Cervical cancer is the second most prevalent malignancy among women worldwide, and additional objective diagnostic markers for this disease are needed. Given the link between cancer development and alternative splicing, we aimed to analyze the splicing patterns of the PRDX2, RAB1A, RAB1B, RAB5A and RAB25 genes, which are associated with different cancers, in normal cervical tissue, preinvasive cervical lesions and invasive cervical tumors, to identify new objective diagnostic markers. Biopsies of normal cervical tissue, preinvasive cervical lesions and invasive cervical tumors, were subjected to rapid amplification of cDNA 3' ends (3' RACE) RT-PCR. Resulting PCR products were analyzed on agarose gels, gel-purified and sequenced.
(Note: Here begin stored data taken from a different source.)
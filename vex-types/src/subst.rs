//! Type substitution (spec.md §4.1): a finite map from variable names to
//! types, with cycle-safe application and composition.

use std::collections::{BTreeMap, BTreeSet};

use crate::ty::{FunctionType, RecordType, Type};

/// A finite map from type-variable name to the type it is bound to.
#[derive(Debug, Clone, Default, PartialEq)]
pub struct Substitution(BTreeMap<String, Type>);

impl Substitution {
    pub fn empty() -> Self {
        Self::default()
    }

    pub fn singleton(var: impl Into<String>, ty: Type) -> Self {
        let mut map = BTreeMap::new();
        map.insert(var.into(), ty);
        Self(map)
    }

    pub fn insert(&mut self, var: impl Into<String>, ty: Type) {
        self.0.insert(var.into(), ty);
    }

    pub fn get(&self, var: &str) -> Option<&Type> {
        self.0.get(var)
    }

    pub fn is_empty(&self) -> bool {
        self.0.is_empty()
    }

    /// Iterates bindings in sorted-key order (determinism invariant in
    /// spec.md §4.1/§4.5/§5).
    pub fn iter(&self) -> impl Iterator<Item = (&String, &Type)> {
        self.0.iter()
    }

    /// Applies the substitution to `ty`, recursively. Cycle detection tracks
    /// the variables already followed on the current recursion path;
    /// revisiting one returns it as-is rather than looping forever.
    pub fn apply(&self, ty: &Type) -> Type {
        self.apply_visiting(ty, &mut Vec::new())
    }

    fn apply_visiting(&self, ty: &Type, visiting: &mut Vec<String>) -> Type {
        match ty {
            Type::Variable { name, kind } => {
                if visiting.contains(name) {
                    return ty.clone();
                }
                match self.0.get(name) {
                    Some(bound) => {
                        visiting.push(name.clone());
                        let resolved = self.apply_visiting(bound, visiting);
                        visiting.pop();
                        resolved
                    }
                    None => Type::Variable { name: name.clone(), kind: kind.clone() },
                }
            }
            Type::Constant { underlying: None, .. } => ty.clone(),
            Type::Constant { name, module, underlying: Some(u), params, kind } => Type::Constant {
                name: name.clone(),
                module: module.clone(),
                underlying: Some(Box::new(self.apply_visiting(u, visiting))),
                params: params.clone(),
                kind: kind.clone(),
            },
            Type::Application { ctor, args } => Type::Application {
                ctor: Box::new(self.apply_visiting(ctor, visiting)),
                args: args.iter().map(|a| self.apply_visiting(a, visiting)).collect(),
            },
            Type::Function(ft) => Type::Function(FunctionType {
                params: ft.params.iter().map(|p| self.apply_visiting(p, visiting)).collect(),
                ret: Box::new(self.apply_visiting(&ft.ret, visiting)),
                variadic: ft.variadic,
                default_count: ft.default_count,
                constraints: ft.constraints.clone(),
            }),
            Type::Tuple(elems) => {
                Type::Tuple(elems.iter().map(|e| self.apply_visiting(e, visiting)).collect())
            }
            Type::Record(r) => Type::Record(RecordType {
                fields: r
                    .fields
                    .iter()
                    .map(|(k, v)| (k.clone(), self.apply_visiting(v, visiting)))
                    .collect(),
                row: r.row.clone(),
                is_open: r.is_open,
            }),
            Type::Union(members) => {
                Type::union(members.iter().map(|m| self.apply_visiting(m, visiting)).collect())
            }
            Type::Forall(forall) => Type::Forall(crate::ty::Forall {
                vars: forall.vars.clone(),
                constraints: forall.constraints.clone(),
                body: Box::new(self.apply_visiting(&forall.body, visiting)),
            }),
            Type::TypeValue(inner) => Type::TypeValue(Box::new(self.apply_visiting(inner, visiting))),
        }
    }

    /// Composes `self` after `other`: applying the result to a type is
    /// equivalent to applying `other` then `self`. The later substitution
    /// (`self`) is applied to the codomain of the earlier one (`other`).
    pub fn compose(&self, other: &Substitution) -> Substitution {
        let mut result: BTreeMap<String, Type> =
            other.0.iter().map(|(k, v)| (k.clone(), self.apply(v))).collect();
        for (k, v) in &self.0 {
            result.entry(k.clone()).or_insert_with(|| v.clone());
        }
        Substitution(result)
    }
}

/// Computes the free type variables of `ty`. Record fields are iterated in
/// sorted key order (they're backed by a `BTreeMap`) so the returned list is
/// deterministic.
pub fn free_vars(ty: &Type) -> BTreeSet<String> {
    let mut out = BTreeSet::new();
    collect_free_vars(ty, &mut out);
    out
}

fn collect_free_vars(ty: &Type, out: &mut BTreeSet<String>) {
    match ty {
        Type::Variable { name, .. } => {
            out.insert(name.clone());
        }
        Type::Constant { underlying, .. } => {
            if let Some(u) = underlying {
                collect_free_vars(u, out);
            }
        }
        Type::Application { ctor, args } => {
            collect_free_vars(ctor, out);
            for a in args {
                collect_free_vars(a, out);
            }
        }
        Type::Function(ft) => {
            for p in &ft.params {
                collect_free_vars(p, out);
            }
            collect_free_vars(&ft.ret, out);
            for c in &ft.constraints {
                out.insert(c.var.clone());
            }
        }
        Type::Tuple(elems) => {
            for e in elems {
                collect_free_vars(e, out);
            }
        }
        Type::Record(r) => {
            for (_, v) in r.fields.iter() {
                collect_free_vars(v, out);
            }
            if let Some(row) = &r.row {
                out.insert(row.clone());
            }
        }
        Type::Union(members) => {
            for m in members {
                collect_free_vars(m, out);
            }
        }
        Type::Forall(forall) => {
            let mut inner = BTreeSet::new();
            collect_free_vars(&forall.body, &mut inner);
            for c in &forall.constraints {
                inner.insert(c.var.clone());
            }
            for bound in &forall.vars {
                inner.remove(bound);
            }
            out.extend(inner);
        }
        Type::TypeValue(inner) => collect_free_vars(inner, out),
    }
}

#[cfg(test)]
mod tests {
    use super::*;

    #[test]
    fn apply_resolves_chained_binding() {
        let mut s = Substitution::empty();
        s.insert("a", Type::var("b"));
        s.insert("b", Type::constant("Int"));
        assert_eq!(s.apply(&Type::var("a")), Type::constant("Int"));
    }

    #[test]
    fn apply_breaks_cycle_instead_of_looping() {
        let mut s = Substitution::empty();
        s.insert("a", Type::var("b"));
        s.insert("b", Type::var("a"));
        // Must terminate: revisiting `a` returns it as-is.
        let result = s.apply(&Type::var("a"));
        assert_eq!(result, Type::var("a"));
    }

    #[test]
    fn compose_applies_later_to_codomain_of_earlier() {
        let mut first = Substitution::empty();
        first.insert("a", Type::var("b"));
        let mut second = Substitution::empty();
        second.insert("b", Type::constant("Int"));
        let composed = second.compose(&first);
        assert_eq!(composed.apply(&Type::var("a")), Type::constant("Int"));
    }

    #[test]
    fn free_vars_sorted_deterministic_over_record_fields() {
        let rec = Type::Record(RecordType {
            fields: [("x".to_string(), Type::var("t1")), ("a".to_string(), Type::var("t0"))]
                .into_iter()
                .collect(),
            row: Some("rho".to_string()),
            is_open: true,
        });
        let vars: Vec<String> = free_vars(&rec).into_iter().collect();
        assert_eq!(vars, vec!["rho".to_string(), "t0".to_string(), "t1".to_string()]);
    }

    #[test]
    fn forall_hides_bound_vars() {
        let scheme = Type::Forall(crate::ty::Forall {
            vars: vec!["t".to_string()],
            constraints: Vec::new(),
            body: Box::new(Type::func(vec![Type::var("t")], Type::var("t"))),
        });
        assert!(free_vars(&scheme).is_empty());
    }
}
Normal cervical tissue, preinvasive cervical lesions and invasive cervical tumors contained one PCR product corresponding to full-length PRDX2, RAB5A and RAB25 transcripts. All tissues contained two RAB1A-specific PCR products corresponding to the full-length transcript and one new alternatively spliced RAB1A transcript. Invasive cervical tumors contained one PCR product corresponding to the full-length RAB1B transcript, while all normal cervical tissue and preinvasive cervical lesions contained both the full-length RAB1B transcript and three new alternatively spliced RAB1B transcripts. Alternative splicing of the RAB1A transcript occurs in all cervical tissues, while alternative splicing of the RAB1B transcript occurs in normal cervical tissue and in preinvasive cervical lesions; not in invasive cervical tumors.